Task to carry out: All lines in the records that carry the string "same" are to be shown.

Given records:

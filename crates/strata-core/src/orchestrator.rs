//! Orchestration context
//!
//! Owns the registries, the dispatcher and one manager per entity kind.
//! Everything is built once by [`OrchestratorBuilder::build`]; independent
//! orchestrators share nothing, so each test can build its own.

use crate::connector::{Connector, InMemoryConnector, IN_MEMORY};
use crate::dispatch::{Dispatcher, FunctionExecutor, JobRunner, TaskExecutor};
use crate::entities::Pipeline;
use crate::error::Result;
use crate::observability;
use crate::manager::{
    CycleManager, DataManager, EntityManager, JobManager, PipelineManager, ScenarioManager,
    TaskManager,
};
use crate::registry::{
    ConnectorRegistry, FunctionRegistry, Subscriber, SubscriberRegistry, TaskFunction,
};
use crate::settings::{OrchestratorConfig, RepositorySettings};
use std::fmt;
use std::sync::Arc;
use strata_store::{Entity, FsRepository, InMemoryRepository, Repository};

/// Store, registries and managers of one orchestration context
#[derive(Debug)]
pub struct Orchestrator {
    config: OrchestratorConfig,
    functions: Arc<FunctionRegistry>,
    subscribers: Arc<SubscriberRegistry>,
    connectors: Arc<ConnectorRegistry>,
    dispatcher: Arc<Dispatcher>,
    data: Arc<DataManager>,
    jobs: Arc<JobManager>,
    tasks: Arc<TaskManager>,
    pipelines: Arc<PipelineManager>,
    cycles: Arc<CycleManager>,
    scenarios: Arc<ScenarioManager>,
}

impl Orchestrator {
    /// Start building an orchestrator with default settings
    #[inline]
    #[must_use]
    pub fn builder() -> OrchestratorBuilder {
        OrchestratorBuilder::default()
    }

    /// Build with `config` and nothing registered besides the in-memory
    /// connector
    ///
    /// # Errors
    /// Returns error if a repository or the worker pool cannot be created
    pub fn new(config: OrchestratorConfig) -> Result<Self> {
        Self::builder().with_config(config).build()
    }

    /// Settings the orchestrator was built with
    #[inline]
    #[must_use]
    pub fn config(&self) -> &OrchestratorConfig {
        &self.config
    }

    /// Data node manager
    #[inline]
    #[must_use]
    pub fn data(&self) -> &DataManager {
        &self.data
    }

    /// Job manager
    #[inline]
    #[must_use]
    pub fn jobs(&self) -> &JobManager {
        &self.jobs
    }

    /// Task manager
    #[inline]
    #[must_use]
    pub fn tasks(&self) -> &TaskManager {
        &self.tasks
    }

    /// Pipeline manager
    #[inline]
    #[must_use]
    pub fn pipelines(&self) -> &PipelineManager {
        &self.pipelines
    }

    /// Cycle manager
    #[inline]
    #[must_use]
    pub fn cycles(&self) -> &CycleManager {
        &self.cycles
    }

    /// Scenario manager
    #[inline]
    #[must_use]
    pub fn scenarios(&self) -> &ScenarioManager {
        &self.scenarios
    }

    /// Job dispatcher
    #[inline]
    #[must_use]
    pub fn dispatcher(&self) -> &Dispatcher {
        &self.dispatcher
    }

    /// Task functions
    #[inline]
    #[must_use]
    pub fn functions(&self) -> &FunctionRegistry {
        &self.functions
    }

    /// Pipeline subscribers
    #[inline]
    #[must_use]
    pub fn subscribers(&self) -> &SubscriberRegistry {
        &self.subscribers
    }

    /// Storage connectors
    #[inline]
    #[must_use]
    pub fn connectors(&self) -> &ConnectorRegistry {
        &self.connectors
    }

    /// Register a task function, replacing any function of the same name
    pub fn register_function(&self, name: impl Into<String>, function: TaskFunction) {
        self.functions.register(name, function);
    }

    /// Register a subscriber, replacing any subscriber of the same name
    pub fn register_subscriber(&self, name: impl Into<String>, subscriber: Subscriber) {
        self.subscribers.register(name, subscriber);
    }

    /// Install the global `tracing` subscriber in the configured format
    pub fn init_logging(&self) {
        observability::init_logging(self.config.log_format);
    }

    /// Block until every standalone submission has finished
    pub fn wait_for_all(&self) {
        self.dispatcher.wait_for_all();
    }

    /// Clear every store
    ///
    /// # Errors
    /// First store failure
    pub fn delete_all(&self) -> Result<()> {
        self.scenarios.delete_all()?;
        self.cycles.delete_all()?;
        self.pipelines.delete_all()?;
        self.tasks.delete_all()?;
        self.jobs.delete_all()?;
        self.data.delete_all()?;
        tracing::info!("all stores cleared");
        Ok(())
    }
}

/// Builder for [`Orchestrator`]
#[derive(Default)]
pub struct OrchestratorBuilder {
    config: OrchestratorConfig,
    functions: Vec<(String, TaskFunction)>,
    subscribers: Vec<(String, Subscriber)>,
    connectors: Vec<(String, Arc<dyn Connector>)>,
    executor: Option<Arc<dyn TaskExecutor>>,
}

impl OrchestratorBuilder {
    /// With settings
    #[must_use]
    pub fn with_config(mut self, config: OrchestratorConfig) -> Self {
        self.config = config;
        self
    }

    /// With a task function
    #[must_use]
    pub fn with_function(mut self, name: impl Into<String>, function: TaskFunction) -> Self {
        self.functions.push((name.into(), function));
        self
    }

    /// With a pipeline subscriber
    #[must_use]
    pub fn with_subscriber(mut self, name: impl Into<String>, subscriber: Subscriber) -> Self {
        self.subscribers.push((name.into(), subscriber));
        self
    }

    /// With a connector for `storage_type`; may replace the in-memory one
    #[must_use]
    pub fn with_connector(
        mut self,
        storage_type: impl Into<String>,
        connector: Arc<dyn Connector>,
    ) -> Self {
        self.connectors.push((storage_type.into(), connector));
        self
    }

    /// Run tasks with `executor` instead of the function registry
    #[must_use]
    pub fn with_executor(mut self, executor: Arc<dyn TaskExecutor>) -> Self {
        self.executor = Some(executor);
        self
    }

    /// Build the orchestrator
    ///
    /// # Errors
    /// Returns error if a repository or the worker pool cannot be created
    pub fn build(self) -> Result<Orchestrator> {
        let functions = Arc::new(FunctionRegistry::new());
        for (name, function) in self.functions {
            functions.register(name, function);
        }
        let subscribers = Arc::new(SubscriberRegistry::new());
        for (name, subscriber) in self.subscribers {
            subscribers.register(name, subscriber);
        }
        let connectors = Arc::new(ConnectorRegistry::new());
        connectors.register(IN_MEMORY, Arc::new(InMemoryConnector::new()) as Arc<dyn Connector>);
        for (storage_type, connector) in self.connectors {
            connectors.register(storage_type, connector);
        }

        let settings = &self.config.repository;
        let data = Arc::new(DataManager::new(
            repository(settings)?,
            Arc::clone(&connectors),
        ));
        let jobs = Arc::new(JobManager::new(repository(settings)?));
        let pipeline_store: Arc<EntityManager<Pipeline>> =
            Arc::new(EntityManager::new(repository(settings)?));

        let executor: Arc<dyn TaskExecutor> = match self.executor {
            Some(executor) => executor,
            None => Arc::new(FunctionExecutor::new(
                Arc::clone(&functions),
                Arc::clone(&data),
            )),
        };
        let runner = JobRunner::new(
            executor,
            Arc::clone(&jobs),
            Arc::clone(&pipeline_store),
            Arc::clone(&subscribers),
        );
        let dispatcher = Arc::new(Dispatcher::new(runner, &self.config.job)?);

        let tasks = Arc::new(TaskManager::new(
            repository(settings)?,
            Arc::clone(&data),
            Arc::clone(&jobs),
            Arc::clone(&dispatcher),
        ));
        let pipelines = Arc::new(PipelineManager::new(
            pipeline_store,
            Arc::clone(&tasks),
            Arc::clone(&data),
            Arc::clone(&dispatcher),
            Arc::clone(&subscribers),
        ));
        let cycles = Arc::new(CycleManager::new(repository(settings)?));
        let scenarios = Arc::new(ScenarioManager::new(
            repository(settings)?,
            Arc::clone(&cycles),
            Arc::clone(&pipelines),
            Arc::clone(&tasks),
            Arc::clone(&data),
        ));

        tracing::info!(
            repository = ?self.config.repository,
            job_mode = ?self.config.job,
            functions = functions.len(),
            "orchestrator ready"
        );
        Ok(Orchestrator {
            config: self.config,
            functions,
            subscribers,
            connectors,
            dispatcher,
            data,
            jobs,
            tasks,
            pipelines,
            cycles,
            scenarios,
        })
    }
}

impl fmt::Debug for OrchestratorBuilder {
    fn fmt(&self, f: &mut fmt::Formatter<'_>) -> fmt::Result {
        f.debug_struct("OrchestratorBuilder")
            .field("config", &self.config)
            .field("functions", &self.functions.len())
            .field("subscribers", &self.subscribers.len())
            .field("connectors", &self.connectors.len())
            .field("custom_executor", &self.executor.is_some())
            .finish()
    }
}

fn repository<E: Entity>(settings: &RepositorySettings) -> Result<Arc<dyn Repository<E>>> {
    let repository: Arc<dyn Repository<E>> = match settings {
        RepositorySettings::InMemory => Arc::new(InMemoryRepository::new()),
        RepositorySettings::Filesystem { storage_folder } => {
            Arc::new(FsRepository::new(storage_folder)?)
        }
    };
    Ok(repository)
}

Exercise result:
    /// Register a task function, replacing any function of the same name
    /// Register a subscriber, replacing any subscriber of the same name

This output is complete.